» Task directions
Every line of the data needs to be returned exactly.

» Information supplied
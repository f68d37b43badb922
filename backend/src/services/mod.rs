//! Business logic services.

pub mod user_directory;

» Exercise answer
repository f68d37b43badb922
filename backend/src/services/mod.rs
//! Business logic services.

pub mod user_directory;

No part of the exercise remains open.